At home the baby was crying and there was no flour left. It was nearly quarter day when Mr. Adam would allocate the next payment of grain, but the Martons, like all the other families, could not make their grain last three months however hard they tried. They had turnip soup for supper, and his father was angry because the trip to the village had meant that no work had been done on their strip. He shouted at Janos and then stumped away to the stables to talk to the men. Janos wished his father had never come home.

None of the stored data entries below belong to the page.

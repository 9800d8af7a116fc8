//! Symbol Watcher
//!
//! Page-side observer: watches the location of one tab, and whenever it lands
//! on a trading page, parses the symbol and reports it to the background
//! service. Change detection combines navigation events with a one-second
//! poll for client-side routers that fire neither.

pub mod link;

use async_trait::async_trait;
use serde::Serialize;
use std::sync::{Arc, Mutex, PoisonError};
use std::time::Duration;
use tokio::sync::{broadcast, mpsc};
use tokio::time::MissedTickBehavior;
use tracing::{debug, info, warn};

use crate::error::{BridgeError, Result};
use crate::exchange::{is_trading_page, parse_symbol};
use crate::messages::{Message, MessageResponse};

pub use link::{LocalLink, SharedLocation};

/// Default URL poll period
pub const POLL_INTERVAL: Duration = Duration::from_secs(1);

/// Source of the page's current URL
pub trait PageLocation: Send + Sync {
    fn current_url(&self) -> String;
}

/// Channel to the background service
#[async_trait]
pub trait BackgroundLink: Send + Sync {
    /// Sends `TRADING_PAGE_LOADED` and waits for the acknowledgment.
    async fn notify_trading_page(&self, symbol: String) -> Result<MessageResponse>;
}

/// Navigation signals delivered by the page host
#[derive(Debug, Clone, PartialEq, Eq)]
pub enum NavigationEvent {
    PopState,
    HashChange,
    /// Background reported a completed navigation; forces a re-scan
    PageUpdated,
}

#[derive(Debug, Clone, PartialEq, Eq, Serialize)]
#[serde(tag = "outcome", rename_all = "snake_case")]
pub enum WatchOutcome {
    /// Same URL already processed, or another scan in flight
    Skipped,
    NotTradingPage,
    NoSymbol,
    Notified { symbol: String },
    Failed { error: String },
}

#[derive(Debug, Default)]
struct WatchState {
    last_processed_url: String,
    last_seen_url: String,
    is_processing: bool,
}

pub struct SymbolWatcher {
    location: Arc<dyn PageLocation>,
    link: Arc<dyn BackgroundLink>,
    state: Mutex<WatchState>,
    poll_interval: Duration,
}

impl SymbolWatcher {
    pub fn new(location: Arc<dyn PageLocation>, link: Arc<dyn BackgroundLink>) -> Self {
        let last_seen_url = location.current_url();
        Self {
            location,
            link,
            state: Mutex::new(WatchState {
                last_seen_url,
                ..Default::default()
            }),
            poll_interval: POLL_INTERVAL,
        }
    }

    pub fn with_poll_interval(mut self, poll_interval: Duration) -> Self {
        self.poll_interval = poll_interval;
        self
    }

    fn state(&self) -> std::sync::MutexGuard<'_, WatchState> {
        self.state.lock().unwrap_or_else(PoisonError::into_inner)
    }

    /// Scans the current page and reports its symbol.
    ///
    /// Without `force_refresh`, a scan already in flight or an unchanged URL
    /// makes this a no-op.
    pub async fn initialize(&self, force_refresh: bool) -> WatchOutcome {
        let current_url = self.location.current_url();

        {
            let mut state = self.state();
            if !force_refresh && (state.is_processing || current_url == state.last_processed_url) {
                debug!(url = %current_url, "Skipping repeated page scan");
                return WatchOutcome::Skipped;
            }
            state.is_processing = true;
        }

        if !is_trading_page(&current_url) {
            self.state().is_processing = false;
            return WatchOutcome::NotTradingPage;
        }

        let Some(symbol) = parse_symbol(&current_url) else {
            debug!(url = %current_url, "Trading page without a recognizable symbol");
            self.state().is_processing = false;
            return WatchOutcome::NoSymbol;
        };

        let result = self.link.notify_trading_page(symbol.clone()).await;

        let mut state = self.state();
        state.is_processing = false;
        match result {
            Ok(_) => {
                state.last_processed_url = current_url;
                info!(%symbol, "Reported trading page symbol");
                WatchOutcome::Notified { symbol }
            }
            Err(err) => {
                warn!(%symbol, error = %err, "Failed to report trading page symbol");
                WatchOutcome::Failed {
                    error: err.to_string(),
                }
            }
        }
    }

    /// Checks for a URL change since the last check; a change onto a trading
    /// page triggers a scan.
    pub async fn on_url_change(&self) -> Option<WatchOutcome> {
        let current_url = self.location.current_url();
        {
            let mut state = self.state();
            if current_url == state.last_seen_url {
                return None;
            }
            state.last_seen_url = current_url.clone();
        }

        debug!(url = %current_url, "Page URL changed");
        if is_trading_page(&current_url) {
            Some(self.initialize(false).await)
        } else {
            None
        }
    }

    /// Symbol of the current URL, without notifying anyone.
    pub fn current_symbol(&self) -> Option<String> {
        parse_symbol(&self.location.current_url())
    }

    /// Answers a message addressed to this page.
    pub async fn handle(&self, message: Message) -> Result<MessageResponse> {
        match message {
            Message::PageUpdated { .. } => {
                self.initialize(true).await;
                Ok(MessageResponse::success())
            }
            Message::GetSymbolFromContent => Ok(MessageResponse::symbol(self.current_symbol())),
            other => Err(BridgeError::UnsupportedMessage(other.kind().to_string())),
        }
    }

    /// Runs the initial scan, then reacts to navigation events and the poll
    /// timer until `events` closes or `shutdown` fires.
    pub async fn run(
        &self,
        mut events: mpsc::Receiver<NavigationEvent>,
        mut shutdown: broadcast::Receiver<()>,
    ) {
        self.initialize(false).await;

        let mut poll = tokio::time::interval(self.poll_interval);
        poll.set_missed_tick_behavior(MissedTickBehavior::Delay);
        // First tick completes immediately.
        poll.tick().await;

        loop {
            tokio::select! {
                _ = poll.tick() => {
                    self.on_url_change().await;
                }
                event = events.recv() => match event {
                    Some(NavigationEvent::PopState) | Some(NavigationEvent::HashChange) => {
                        self.on_url_change().await;
                    }
                    Some(NavigationEvent::PageUpdated) => {
                        self.initialize(true).await;
                    }
                    None => {
                        debug!("Navigation event channel closed, stopping watcher");
                        break;
                    }
                },
                _ = shutdown.recv() => {
                    info!("Watcher shutting down");
                    break;
                }
            }
        }
    }
}

impl std::fmt::Debug for SymbolWatcher {
    fn fmt(&self, f: &mut std::fmt::Formatter<'_>) -> std::fmt::Result {
        let state = self.state();
        f.debug_struct("SymbolWatcher")
            .field("last_processed_url", &state.last_processed_url)
            .field("is_processing", &state.is_processing)
            .field("poll_interval", &self.poll_interval)
            .finish()
    }
}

Suddenly the farm was seething with rumours and counter-rumours. There was to be a party, a wedding party for his honour, Mr. Felix, who was to marry the daughter of the Racs-Rassay family. A big wedding! And after the wedding the manor house was to be reopened and the old madame was to retire there with her son and daughter-in-law. Madame Kaldy and Mr. Felix were distant and lofty figures; even though the women said that Madame Kaldy had worked on her own land during the war, she was still lofty and distant. She and her son were real gentry. Mr. Adam was gentry too, but he was different because he was also the farm manager. The fact that he ran the farm and knew about crops and animals removed some of the aristocratic aura from him. Rumour had it that the wedding of his honour, Mr. Felix, was to be celebrated with a party at the Racs-Rassay villa, a party to which the workers on the two estates would be invited.

Speculation, incredulity, cynicism, and faith wrestled with each other until the matter was finally decided with the arrival of a carter from the Racs-Rassay estate who had brought seed for Mr. Adam. It was true, said the carter. There was to be food and drink and dancing for anyone who could get to the villa. More speculation, this time as to the quantity of the food and drink, what would be served, and who would be able to eat the most. The men looked out their wedding jackets and best hats. The women took their black dresses from chests which had stored the selfsame garments for three or four generations. A little exchanging was done—someone’s grandmother had been taller than her granddaughter; this one was bigger at the waist and could be lent to a girl just pregnant whose own dress wouldn’t fit her. For days the women of the farm slipped in and out of the Marton room—“Just a favour, Edina. My mother’s old dress, it is too tight here, too loose there, the sleeve is torn”—and his mother stitched and sewed and was somehow happy even though she had too much work to do.